Yes, thanks everyone for your responses.

We (wife and I) are both on a bronze plan.

I wasn't sure what 400% FPL was, but looked it up. For a family of 2 it is $64,960. I reported to ACA I would make $60k, so seems I have some wiggle room, I guess.

I looked at the form 8962 and my eyes glazed over. I think I will just try to stay close to the $60k mark and not try to go to $64k.

Bob D
 
Yes, thanks everyone for your responses.

We (wife and I) are both on a bronze plan.

I wasn't sure what 400% FPL was, but looked it up. For a family of 2 it is $64,960. I reported to ACA I would make $60k, so seems I have some wiggle room, I guess.

I looked at the form 8962 and my eyes glazed over. I think I will just try to stay close to the $60k mark and not try to go to $64k.

Bob D

It's a minor nitpick (are there other kinds of nitpicks?), but the 400% FPL number for 2017 for a family of 2 is $64,080. The $64,960 number would apply to coverage in 2018.

Conceptually, the numbers are adjusted for inflation and are applied with a one year lag. Some web pages adjust for this one year lag, some don't, and most aren't clear about it.

The clearest info I know of is at:

https://thefinancebuff.com/federal-poverty-levels-for-obamacare.html

Conceptually, Form 8962 just reconciles the difference between any advance credits you received based on your estimated income and the actual credit you are due. But yeah, it's a heck of a form; it's tied for my least favorite with Form 8606.
 
Good catch! That is why I love this forum.

I went back to look and yes the web page I was looking t is referring to 2018.

Bob D
 
Ready have you read any of the many ACA threads here? It can get a little complicated reading through all the posts.

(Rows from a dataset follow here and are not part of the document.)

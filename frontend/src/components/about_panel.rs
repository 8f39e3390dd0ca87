use web_sys::MouseEvent;
use yew::prelude::*;

#[function_component(AboutPanel)]
pub fn about_panel() -> Html {
    let expanded = use_state(|| false);

    let toggle = {
        let expanded = expanded.clone();
        Callback::from(move |_: MouseEvent| {
            expanded.set(!*expanded);
        })
    };

    html! {
        <div class="panel about-panel">
            <h2 class="panel-title">{"Nossa Arte"}</h2>
            <p class="about-quote">
                {"\"Transformamos eventos em experiências memoráveis, onde cada drink conta uma história.\""}
            </p>
            <div class="divider"></div>

            <div class="about-body">
                <p>
                    {"À frente da "}<strong>{"Milano Bartenders"}</strong>{", os fundadores "}
                    <strong>{"Victor Glitz e Thalisson Santos"}</strong>
                    {" unem técnica e criatividade para criar momentos únicos há mais de uma década."}
                </p>
                <p>
                    {"Especialistas em celebrações de alto padrão, somos referência em requinte com inovações como o "}
                    <strong>{"Welcome Drink personalizado e bolhas aromáticas"}</strong>{"."}
                </p>
            </div>

            <div class={classes!("collapsible", (*expanded).then_some("expanded"))}>
                <div class="about-body">
                    <p>{"Com um olhar atento a cada detalhe, dedicam-se à arte da coquetelaria com excelência e sofisticação."}</p>
                    <p>
                        {"Mais do que servir coquetéis, nossa missão é criar atmosferas, despertar sensações e elevar cada evento à sua melhor versão. "}
                        {"Seja em casamentos, aniversários, formaturas ou eventos corporativos, oferecemos serviços de bar exclusivos com drinks autorais e apresentação impecável."}
                    </p>
                </div>
            </div>

            <button type="button" class="text-button" onclick={toggle}>
                {if *expanded { "Ler menos" } else { "Ler mais..." }}
            </button>

            <div class="divider"></div>
            <p class="about-signature">{"✨ Milano Bartenders — a arte de brindar com elegância."}</p>
        </div>
    }
}
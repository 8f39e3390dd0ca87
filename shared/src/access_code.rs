use crate::error::FormError;

/// Codes handed out to prospects; compared case-insensitively.
pub const VALID_ACCESS_CODES: [&str; 5] = ["7DIAS", "MILANO2025", "EXCLUSIVO", "BAR2025", "PROMO2025"];

pub fn is_valid_access_code(input: &str) -> bool {
    let normalized = input.trim().to_uppercase();
    VALID_ACCESS_CODES.contains(&normalized.as_str())
}

/// Code entry guarding the budget panel.
#[derive(Debug, Clone, PartialEq, Eq, Default)]
pub struct AccessGate {
    code: String,
    error: Option<FormError>,
    failed_attempts: u32,
    granted: bool,
}

impl AccessGate {
    pub fn new() -> Self {
        Self::default()
    }

    pub fn code(&self) -> &str {
        &self.code
    }

    /// Message under the input, if the last attempt failed.
    pub fn error(&self) -> Option<String> {
        self.error.as_ref().map(ToString::to_string)
    }

    pub fn is_granted(&self) -> bool {
        self.granted
    }

    /// Changes on every failed attempt so the shake animation can restart.
    pub fn failed_attempts(&self) -> u32 {
        self.failed_attempts
    }

    pub fn can_submit(&self) -> bool {
        !self.code.is_empty()
    }

    /// Any edit clears the previous error.
    pub fn edit(&mut self, value: impl Into<String>) {
        self.code = value.into();
        self.error = None;
    }

    pub fn submit(&mut self) -> Result<(), FormError> {
        if is_valid_access_code(&self.code) {
            self.error = None;
            self.granted = true;
            Ok(())
        } else {
            self.failed_attempts += 1;
            self.error = Some(FormError::InvalidAccessCode);
            Err(FormError::InvalidAccessCode)
        }
    }
}

#[cfg(test)]
mod tests {
    use super::*;

    #[test]
    fn test_codes_are_trimmed_and_case_insensitive() {
        assert!(is_valid_access_code(" milano2025 "));
        assert!(is_valid_access_code("MILANO2025"));
        assert!(is_valid_access_code("7dias"));
        assert!(!is_valid_access_code("WRONG"));
        assert!(!is_valid_access_code(""));
    }

    #[test]
    fn test_every_listed_code_unlocks() {
        for code in VALID_ACCESS_CODES {
            let mut gate = AccessGate::new();
            gate.edit(code.to_lowercase());
            assert_eq!(gate.submit(), Ok(()));
            assert!(gate.is_granted());
        }
    }

    #[test]
    fn test_wrong_code_sets_error_until_next_edit() {
        let mut gate = AccessGate::new();
        gate.edit("WRONG");
        assert_eq!(gate.submit(), Err(FormError::InvalidAccessCode));
        assert!(!gate.is_granted());
        let message = gate.error().unwrap();
        assert!(!message.is_empty());
        assert_eq!(gate.failed_attempts(), 1);

        gate.edit("WRONG2");
        assert_eq!(gate.error(), None);
        assert_eq!(gate.code(), "WRONG2");
    }

    #[test]
    fn test_repeated_failures_bump_attempts() {
        let mut gate = AccessGate::new();
        gate.edit("nope");
        let _ = gate.submit();
        let _ = gate.submit();
        assert_eq!(gate.failed_attempts(), 2);
    }

    #[test]
    fn test_submit_needs_input() {
        let mut gate = AccessGate::new();
        assert!(!gate.can_submit());
        gate.edit("x");
        assert!(gate.can_submit());
    }
}
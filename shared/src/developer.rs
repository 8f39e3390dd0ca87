use crate::config::SiteConfig;
use crate::effect::Effect;
use crate::error::FormError;

#[derive(Debug, Clone, Copy, PartialEq, Eq, Default)]
pub enum DeveloperStage {
    #[default]
    CollapsedPrompt,
    NameCapture,
}

/// Two-phase contact button of the developer credit panel.
#[derive(Debug, Clone, PartialEq, Eq, Default)]
pub struct DeveloperContact {
    stage: DeveloperStage,
    pub name: String,
}

impl DeveloperContact {
    pub fn new() -> Self {
        Self::default()
    }

    pub fn stage(&self) -> DeveloperStage {
        self.stage
    }

    pub fn button_label(&self) -> &'static str {
        match self.stage {
            DeveloperStage::CollapsedPrompt => "Quer um site incrível como esse?",
            DeveloperStage::NameCapture => "Confirmar e Chamar no WhatsApp",
        }
    }

    pub fn compose_message(&self) -> String {
        format!(
            "Olá, meu nome é {}! Vi o link da Milano Bartenders e quero um site incrível como esse! 🚀",
            self.name.trim()
        )
    }

    /// First press reveals the name field. Later presses need a name and open
    /// WhatsApp; the panel stays in name capture afterwards.
    pub fn activate(&mut self, config: &SiteConfig) -> Result<Vec<Effect>, FormError> {
        match self.stage {
            DeveloperStage::CollapsedPrompt => {
                self.stage = DeveloperStage::NameCapture;
                Ok(Vec::new())
            }
            DeveloperStage::NameCapture if self.name.trim().is_empty() => {
                Err(FormError::MissingName)
            }
            DeveloperStage::NameCapture => {
                let link = SiteConfig::whatsapp_link(
                    &config.developer_whatsapp_number,
                    &self.compose_message(),
                );
                Ok(vec![Effect::OpenExternal(link)])
            }
        }
    }
}

#[cfg(test)]
mod tests {
    use super::*;

    #[test]
    fn test_first_press_only_reveals_name_field() {
        let mut contact = DeveloperContact::new();
        let effects = contact.activate(&SiteConfig::default()).unwrap();
        assert!(effects.is_empty());
        assert_eq!(contact.stage(), DeveloperStage::NameCapture);
    }

    #[test]
    fn test_blank_name_is_refused() {
        let mut contact = DeveloperContact::new();
        contact.activate(&SiteConfig::default()).unwrap();
        contact.name = "   ".to_string();
        assert_eq!(
            contact.activate(&SiteConfig::default()),
            Err(FormError::MissingName)
        );
        assert_eq!(contact.stage(), DeveloperStage::NameCapture);
        assert_eq!(contact.name, "   ");
    }

    #[test]
    fn test_named_press_opens_whatsapp_and_stays() {
        let config = SiteConfig::default();
        let mut contact = DeveloperContact::new();
        contact.activate(&config).unwrap();
        contact.name = " João ".to_string();
        let effects = contact.activate(&config).unwrap();
        assert_eq!(effects.len(), 1);
        match &effects[0] {
            Effect::OpenExternal(url) => {
                assert!(url.starts_with("https://wa.me/5541988710303?text="));
                assert!(url.contains(&urlencoding::encode("meu nome é João!").into_owned()));
            }
            other => panic!("expected navigation, got {:?}", other),
        }
        assert!(!Effect::closes(&effects));
        assert_eq!(contact.stage(), DeveloperStage::NameCapture);
    }
}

You have many options on the table,since you have a bronze plan you might have an HSA option, without W-2 income you will not have the IRA option...you can increase your subsidy by lowering the number below 60. and get the difference paid to you when you file a return. ..just be aware it's literally the death penalty if you go over the cliff.
 
We went over the cliff this year by virtue of higher income and income that our son will have earned in college as a TA. Our subsidy was $1003/mo for a Silver plan. We were paying 647/mo. So we have to pay back $12k. We filed a life change (higher income) last month on our ACA application. So we are now paying the full $1650/ premium for Nov. and December. Next year at tax time we will file and have to pay back $10k. There is no penalty however.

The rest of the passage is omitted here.